Achille Mbembe é um filósofo camaronês cuja leitura, aos meus olhos, é fundamental para compreensão do mundo tão desigual que vivemos. Ainda que inspirado pelas obras de Giorgio Agamben e Michel Foucault, Mbembe tem uma produção biopolítica voltada para a realidade do Sul, isto é, para essa parte do mundo que ainda carrega fortemente imbuído em seu presente vestígios de um passado colonialista. Este passado é pautado pela exploração e subjugação de algumas pessoas, leia-se o povo originário desses locais e dos negros escravizados em alguns deles, em detrimento da afirmação da superioridade do branco face aos demais.

Apesar das nuances existentes entre cada país há, sem dúvida, aspectos comuns que os unem, seja em sua história ou nos reflexos dele na atualidade. Sendo assim, a contribuição decolonial da filosofia de Achille Mbembe para temas urgentes como o racismo, sabidamente a mola propulsora de tantas violações de direitos, é imprescindível. Sua importância vai além do fato de ser um autor não eurocêntrico, Mbembe, que é negro, pensa a bio e a tanatopolítica a partir de uma ótica muito mais aproximada da realidade brasileira e também pelo prisma de sua negritude.

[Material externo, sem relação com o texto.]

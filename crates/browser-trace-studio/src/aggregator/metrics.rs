//! Rank aggregated functions and call paths.
//!
//! The call tree walk fills name-keyed accumulators; this module turns them
//! into sorted, truncated result rows with percentages of the total time.

use super::schema::{FunctionStats, HotPath};
use log::debug;
use std::collections::HashMap;

/// Per-function totals collected during the walk
#[derive(Debug, Clone, Default)]
pub struct FunctionAccumulator {
    pub self_time_ms: f64,
    pub running_time_ms: f64,
    pub self_samples: u64,
    pub resource: Option<String>,
}

/// Per-path totals collected during the walk
#[derive(Debug, Clone, Default)]
pub struct PathAccumulator {
    pub frames: Vec<String>,
    pub time_ms: f64,
    pub samples: u64,
}

/// Turn function accumulators into rows sorted by self time
///
/// **Public** - used by the call tree analysis
///
/// Ties are broken by name so the output is deterministic.
pub fn rank_functions(
    functions: HashMap<String, FunctionAccumulator>,
    total_time_ms: f64,
    limit: usize,
) -> Vec<FunctionStats> {
    debug!("Ranking {} functions (limit {})", functions.len(), limit);

    let mut rows: Vec<FunctionStats> = functions
        .into_iter()
        .map(|(name, acc)| FunctionStats {
            name,
            self_time_ms: acc.self_time_ms,
            running_time_ms: acc.running_time_ms,
            self_samples: acc.self_samples,
            self_percent: percentage(acc.self_time_ms, total_time_ms),
            running_percent: percentage(acc.running_time_ms, total_time_ms),
            resource: acc.resource,
        })
        .collect();

    rows.sort_by(|a, b| {
        b.self_time_ms
            .total_cmp(&a.self_time_ms)
            .then_with(|| a.name.cmp(&b.name))
    });
    rows.truncate(limit);
    rows
}

/// Turn path accumulators into hot paths sorted by time
pub fn rank_hot_paths(
    paths: HashMap<String, PathAccumulator>,
    total_time_ms: f64,
    limit: usize,
) -> Vec<HotPath> {
    let mut rows: Vec<HotPath> = paths
        .into_values()
        .map(|acc| create_hot_path(acc.frames, acc.time_ms, acc.samples, total_time_ms))
        .collect();

    rows.sort_by(|a, b| {
        b.self_time_ms
            .total_cmp(&a.self_time_ms)
            .then_with(|| a.frames.cmp(&b.frames))
    });
    rows.truncate(limit);
    rows
}

/// Create a HotPath with its share of the total time
pub fn create_hot_path(
    frames: Vec<String>,
    time_ms: f64,
    samples: u64,
    total_time_ms: f64,
) -> HotPath {
    HotPath {
        frames,
        self_time_ms: time_ms,
        sample_count: samples,
        percentage: percentage(time_ms, total_time_ms),
    }
}

fn percentage(part: f64, total: f64) -> f64 {
    if total > 0.0 {
        part / total * 100.0
    } else {
        0.0
    }
}

#[cfg(test)]
mod tests {
    use super::*;

    fn acc(self_time: f64, running: f64) -> FunctionAccumulator {
        FunctionAccumulator {
            self_time_ms: self_time,
            running_time_ms: running,
            self_samples: self_time as u64,
            resource: None,
        }
    }

    #[test]
    fn test_rank_functions_sorted_and_truncated() {
        let mut functions = HashMap::new();
        functions.insert("paint".to_string(), acc(30.0, 30.0));
        functions.insert("main".to_string(), acc(0.0, 100.0));
        functions.insert("layout".to_string(), acc(70.0, 80.0));

        let rows = rank_functions(functions, 100.0, 2);
        assert_eq!(rows.len(), 2);
        assert_eq!(rows[0].name, "layout");
        assert_eq!(rows[0].self_percent, 70.0);
        assert_eq!(rows[0].running_percent, 80.0);
        assert_eq!(rows[1].name, "paint");
    }

    #[test]
    fn test_rank_functions_tie_break_by_name() {
        let mut functions = HashMap::new();
        functions.insert("b".to_string(), acc(5.0, 5.0));
        functions.insert("a".to_string(), acc(5.0, 5.0));

        let rows = rank_functions(functions, 10.0, 10);
        assert_eq!(rows[0].name, "a");
        assert_eq!(rows[1].name, "b");
    }

    #[test]
    fn test_create_hot_path_zero_total() {
        let path = create_hot_path(vec!["main".to_string()], 5.0, 5, 0.0);
        assert_eq!(path.percentage, 0.0);
        assert_eq!(path.display(), "main");
    }
}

Muito há que se falar sobre a obra mbembiana e, com a retomada da escrita para a Prosa, Verso e Arte, pretendo fazê-lo partindo de distintos recortes. No entanto, para fins de mínima concisão do texto de hoje, sigo o conteúdo que imagino ser primeiro para compreensão da obra biopolítica de Mbembe que é bastante marcada pela pauta racial: o que é, segundo autor, ser negro.

Em Crítica da Razão Negra (2014), Achille Mbembe discorre sobre o substantivo Negro e a noção de raça. O autor inicia sua obra pontuando que o europeu não enxerga um mútuo pertencimento de brancos e negros em um mesmo mundo. Considero importante frisar que nem mesmo essa compreensão determinou a manutenção destes indivíduos em seus respectivos locais de origem, pelo contrário, justamente por ser o Negro aquele “que vemos quando nada se vê, quando nada compreendemos e, sobretudo, quando nada queremos compreender” (MBEMBE, 2014, p. 11) foram compulsoriamente retirados destes espaços. O tráfico de pessoas, a escravidão e suas mazelas talvez exemplifiquem bem as razões históricas para o fato, assinalado por Achille Mbembe, de que ninguém deseja ser negro ou, ainda, de ser tratado como tal (MBEMBE, 2014, p. 11).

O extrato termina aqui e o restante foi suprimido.